THE INPUT »
§ §

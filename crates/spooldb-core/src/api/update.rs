//! Field assignments applied by `update_record`.

use crate::error::Result;
use crate::types::{Record, validate_scalars};

/// Check that an assignment map only carries scalar values.
pub fn validate_assignments(assignments: &Record) -> Result<()> {
    validate_scalars(assignments)
}

/// Overwrite every assigned field of `record`.
///
/// Existing fields keep their position; new ones are appended after the
/// record's own fields, in assignment order.
pub fn apply_assignments(record: &mut Record, assignments: &Record) {
    for (name, value) in assignments {
        record.insert(name.clone(), value.clone());
    }
}

#[cfg(test)]
mod tests {
    use super::*;
    use crate::error::ErrorKind;
    use serde_json::json;

    fn rec(v: serde_json::Value) -> Record {
        v.as_object().unwrap().clone()
    }

    #[test]
    fn test_overwrite_keeps_position() {
        let mut doc = rec(json!({"a": 1, "b": 2, "c": 3}));
        apply_assignments(&mut doc, &rec(json!({"b": 20})));
        let keys: Vec<&String> = doc.keys().collect();
        assert_eq!(keys, ["a", "b", "c"]);
        assert_eq!(doc["b"], json!(20));
    }

    #[test]
    fn test_new_fields_are_appended() {
        let mut doc = rec(json!({"a": 1}));
        apply_assignments(&mut doc, &rec(json!({"z": true, "m": "x"})));
        let keys: Vec<&String> = doc.keys().collect();
        assert_eq!(keys, ["a", "z", "m"]);
    }

    #[test]
    fn test_empty_assignments_leave_record_alone() {
        let mut doc = rec(json!({"a": 1}));
        apply_assignments(&mut doc, &Record::new());
        assert_eq!(doc, rec(json!({"a": 1})));
    }

    #[test]
    fn test_validate_assignments_rejects_nested() {
        let err = validate_assignments(&rec(json!({"a": {"b": 1}}))).unwrap_err();
        assert_eq!(err.kind(), ErrorKind::SchemaViolation);
        validate_assignments(&rec(json!({"a": 1.5}))).unwrap();
    }
}
use serde_json::Value;
use tracing::debug;

use crate::error::Result;
use crate::query::{self, AggregateSpec, Predicate, Predicates};
use crate::types::{Record, ScalarType, TableSchema};

use super::database::Database;

/// A boxed lazy record stream, as produced by [`QueryBuilder::execute`].
pub type RecordStream = Box<dyn Iterator<Item = Result<Record>>>;

// ---------------------------------------------------------------------------
// TableBuilder
// ---------------------------------------------------------------------------

/// Builder for creating a new table.
pub struct TableBuilder<'a> {
    db: &'a Database,
    name: String,
    schema: TableSchema,
}

impl<'a> TableBuilder<'a> {
    pub(crate) fn new(db: &'a Database, name: String) -> Self {
        Self {
            db,
            name,
            schema: TableSchema::new(),
        }
    }

    /// Declare a field. Fields keep the order they are declared in.
    pub fn field(mut self, name: &str, ty: ScalarType) -> Self {
        self.schema.insert(name.to_string(), ty);
        self
    }

    /// Declare every field of `schema`, after any already declared.
    pub fn schema(mut self, schema: TableSchema) -> Self {
        self.schema.extend(schema);
        self
    }

    /// Execute the table creation.
    pub fn execute(self) -> Result<()> {
        self.db.create_table_with_schema(&self.name, self.schema)
    }
}

// ---------------------------------------------------------------------------
// UpdateBuilder
// ---------------------------------------------------------------------------

/// Builder for rewriting matching records of a table.
pub struct UpdateBuilder<'a> {
    db: &'a Database,
    table: String,
    assignments: Record,
    predicates: Predicates,
}

impl<'a> UpdateBuilder<'a> {
    pub(crate) fn new(db: &'a Database, table: String) -> Self {
        Self {
            db,
            table,
            assignments: Record::new(),
            predicates: Vec::new(),
        }
    }

    /// Assign `value` to `field` on every matching record.
    pub fn set(mut self, field: &str, value: impl Into<Value>) -> Self {
        self.assignments.insert(field.to_string(), value.into());
        self
    }

    /// Add every assignment of `assignments`.
    pub fn assignments(mut self, assignments: Record) -> Self {
        self.assignments.extend(assignments);
        self
    }

    /// Restrict the update to records matching `predicate` (AND-ed with
    /// earlier filters).
    pub fn filter(mut self, predicate: impl Predicate + 'static) -> Self {
        self.predicates.push(Box::new(predicate));
        self
    }

    /// Execute the update, returning the number of updated records.
    pub fn execute(self) -> Result<usize> {
        self.db
            .update_record(&self.table, &self.assignments, &self.predicates)
    }
}

// ---------------------------------------------------------------------------
// DeleteBuilder
// ---------------------------------------------------------------------------

/// Builder for deleting matching records of a table.
pub struct DeleteBuilder<'a> {
    db: &'a Database,
    table: String,
    predicates: Predicates,
}

impl<'a> DeleteBuilder<'a> {
    pub(crate) fn new(db: &'a Database, table: String) -> Self {
        Self {
            db,
            table,
            predicates: Vec::new(),
        }
    }

    /// Restrict the delete to records matching `predicate`. Without any
    /// filter every record is deleted.
    pub fn filter(mut self, predicate: impl Predicate + 'static) -> Self {
        self.predicates.push(Box::new(predicate));
        self
    }

    /// Execute the delete, returning the number of deleted records.
    pub fn execute(self) -> Result<usize> {
        self.db.delete_record(&self.table, &self.predicates)
    }
}

// ---------------------------------------------------------------------------
// QueryBuilder
// ---------------------------------------------------------------------------

/// Builder for a read pipeline over one or more tables.
///
/// Stages run in a fixed order regardless of the order the builder methods
/// are called in: cross products, joins, filter, group-by, projection,
/// sort, limit.
pub struct QueryBuilder<'a> {
    db: &'a Database,
    table: String,
    crosses: Vec<String>,
    joins: Vec<(String, Predicates)>,
    predicates: Predicates,
    group_by: Option<Vec<String>>,
    aggregates: Vec<AggregateSpec>,
    projection: Option<Vec<String>>,
    sort: Option<(String, bool)>,
    chunk_size: Option<usize>,
    limit: Option<usize>,
}

impl<'a> QueryBuilder<'a> {
    pub(crate) fn new(db: &'a Database, table: String) -> Self {
        Self {
            db,
            table,
            crosses: Vec::new(),
            joins: Vec::new(),
            predicates: Vec::new(),
            group_by: None,
            aggregates: Vec::new(),
            projection: None,
            sort: None,
            chunk_size: None,
            limit: None,
        }
    }

    /// Cross the pipeline with every record of `table`.
    pub fn cross(mut self, table: &str) -> Self {
        self.crosses.push(table.to_string());
        self
    }

    /// Join with `table`, keeping combined records that match `on`.
    pub fn join(mut self, table: &str, on: Predicates) -> Self {
        self.joins.push((table.to_string(), on));
        self
    }

    pub fn filter(mut self, predicate: impl Predicate + 'static) -> Self {
        self.predicates.push(Box::new(predicate));
        self
    }

    /// Group by `fields`. Without aggregates, emits the distinct keys.
    pub fn group_by(mut self, fields: Vec<String>) -> Self {
        self.group_by = Some(fields);
        self
    }

    /// Add an aggregate column. Aggregates without `group_by` fold over the
    /// whole input as a single group, and an empty input fails with
    /// `EmptyAggregate`.
    pub fn aggregate(mut self, spec: AggregateSpec) -> Self {
        self.aggregates.push(spec);
        self
    }

    pub fn project(mut self, fields: Vec<String>) -> Self {
        self.projection = Some(fields);
        self
    }

    pub fn sort_by(mut self, key: &str, ascending: bool) -> Self {
        self.sort = Some((key.to_string(), ascending));
        self
    }

    /// Override the sort batch size for this query.
    pub fn chunk_size(mut self, n: usize) -> Self {
        self.chunk_size = Some(n);
        self
    }

    pub fn limit(mut self, n: usize) -> Self {
        self.limit = Some(n);
        self
    }

    /// Assemble the pipeline.
    ///
    /// Every referenced table is opened here, so missing tables fail now;
    /// everything else happens as the returned stream is pulled.
    pub fn execute(self) -> Result<RecordStream> {
        let db = self.db;
        let scratch = db.scratch();
        let mut stream: RecordStream = Box::new(db.scan(&self.table)?);

        for table in &self.crosses {
            let right = db.scan(table)?;
            stream = Box::new(query::cross_product(stream, right, scratch));
        }
        for (table, on) in self.joins {
            let right = db.scan(&table)?;
            stream = Box::new(query::theta_inner_join(stream, right, on, scratch));
        }
        if !self.predicates.is_empty() {
            stream = Box::new(query::select(stream, self.predicates));
        }
        match self.group_by {
            Some(group_by) => {
                stream = Box::new(query::group_by_and_aggregate(
                    stream,
                    group_by,
                    self.aggregates,
                    scratch,
                ));
            }
            None if !self.aggregates.is_empty() => {
                stream = Box::new(query::aggregate_all(stream, self.aggregates, scratch));
            }
            None => {}
        }
        if let Some(fields) = self.projection {
            stream = Box::new(query::project(stream, fields));
        }
        if let Some((key, ascending)) = self.sort {
            let chunk_size = self.chunk_size.unwrap_or(db.chunk_size());
            stream = Box::new(query::sort_merge(stream, key, ascending, chunk_size, scratch));
        }
        if let Some(n) = self.limit {
            stream = Box::new(stream.take(n));
        }

        debug!(db = %db.name(), table = %self.table, "assembled query pipeline");
        Ok(stream)
    }
}

#[cfg(test)]
mod tests {
    use crate::api::{Engine, FilterExpr};
    use crate::config::EngineConfig;
    use crate::error::{ErrorKind, Result};
    use crate::query::Aggregator;
    use crate::types::{Record, ScalarType};
    use serde_json::json;
    use tempfile::tempdir;

    fn rec(v: serde_json::Value) -> Record {
        v.as_object().unwrap().clone()
    }

    fn setup() -> (Engine, tempfile::TempDir) {
        let dir = tempdir().unwrap();
        let engine = Engine::new(EngineConfig::for_testing(dir.path().join("dbs"))).unwrap();
        let db = engine.create_database("shop").unwrap();
        db.create_table("users")
            .field("uid", ScalarType::Int)
            .field("name", ScalarType::Str)
            .execute()
            .unwrap();
        db.create_table("orders")
            .field("owner", ScalarType::Int)
            .field("total", ScalarType::Float)
            .execute()
            .unwrap();
        for (uid, name) in [(1, "ann"), (2, "bob"), (3, "cy")] {
            db.insert_record("users", &rec(json!({"uid": uid, "name": name})))
                .unwrap();
        }
        for (owner, total) in [(1, 5.0), (2, 7.5), (1, 2.5), (3, 1.0), (2, 0.5)] {
            db.insert_record("orders", &rec(json!({"owner": owner, "total": total})))
                .unwrap();
        }
        (engine, dir)
    }

    #[test]
    fn test_update_and_delete_builders() {
        let (engine, _dir) = setup();
        let db = engine.open("shop").unwrap();
        let n = db
            .update("users")
            .set("name", "bea")
            .filter(FilterExpr::eq(FilterExpr::field("uid"), FilterExpr::literal(2)))
            .execute()
            .unwrap();
        assert_eq!(n, 1);
        let n = db
            .delete("orders")
            .filter(FilterExpr::lt(FilterExpr::field("total"), FilterExpr::literal(2)))
            .execute()
            .unwrap();
        assert_eq!(n, 2);

        let names: Vec<Record> = db.scan("users").unwrap().collect::<Result<_>>().unwrap();
        assert_eq!(names[1], rec(json!({"uid": 2, "name": "bea"})));
    }

    #[test]
    fn test_query_join_group_sort_pipeline() {
        let (engine, _dir) = setup();
        let db = engine.open("shop").unwrap();
        let out: Vec<Record> = db
            .query("users")
            .join(
                "orders",
                vec![Box::new(FilterExpr::eq(
                    FilterExpr::field("uid"),
                    FilterExpr::field("owner"),
                ))],
            )
            .group_by(vec!["name".into()])
            .aggregate(Aggregator::Sum.over("total"))
            .sort_by("total", false)
            .execute()
            .unwrap()
            .collect::<Result<_>>()
            .unwrap();
        assert_eq!(
            out,
            vec![
                rec(json!({"name": "bob", "total": 8.0})),
                rec(json!({"name": "ann", "total": 7.5})),
                rec(json!({"name": "cy", "total": 1.0})),
            ]
        );
        assert_eq!(std::fs::read_dir(db.scratch().path()).unwrap().count(), 0);
    }

    #[test]
    fn test_query_filter_project_limit() {
        let (engine, _dir) = setup();
        let db = engine.open("shop").unwrap();
        let out: Vec<Record> = db
            .query("orders")
            .filter(FilterExpr::eq(FilterExpr::field("owner"), FilterExpr::literal(1)))
            .project(vec!["total".into()])
            .limit(1)
            .execute()
            .unwrap()
            .collect::<Result<_>>()
            .unwrap();
        assert_eq!(out, vec![rec(json!({"total": 5.0}))]);
    }

    #[test]
    fn test_query_cross_counts() {
        let (engine, _dir) = setup();
        let db = engine.open("shop").unwrap();
        let n = db.query("users").cross("orders").execute().unwrap().count();
        assert_eq!(n, 15);
    }

    #[test]
    fn test_query_aggregate_without_group() {
        let (engine, _dir) = setup();
        let db = engine.open("shop").unwrap();
        let out: Vec<Record> = db
            .query("orders")
            .aggregate(Aggregator::Max.over("total"))
            .execute()
            .unwrap()
            .collect::<Result<_>>()
            .unwrap();
        assert_eq!(out, vec![rec(json!({"total": 7.5}))]);
    }

    #[test]
    fn test_query_aggregate_without_group_on_empty_table_fails() {
        let (engine, _dir) = setup();
        let db = engine.open("shop").unwrap();
        db.create_table("empty").execute().unwrap();
        let mut out = db
            .query("empty")
            .aggregate(Aggregator::Sum.over("n"))
            .execute()
            .unwrap();
        let err = out.next().unwrap().unwrap_err();
        assert_eq!(err.kind(), ErrorKind::EmptyAggregate);
        assert!(out.next().is_none());
    }

    #[test]
    fn test_query_missing_table_fails_up_front() {
        let (engine, _dir) = setup();
        let db = engine.open("shop").unwrap();
        let err = db.query("users").cross("ghost").execute().err().unwrap();
        assert_eq!(err.kind(), ErrorKind::NotFound);
    }
}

§ §

ABOUT THIS EXERCISE »
Lines in the records above that contain the word "TableSchema" need to be counted; the reply is that number and nothing else.

REPLY TO THE TASK »
4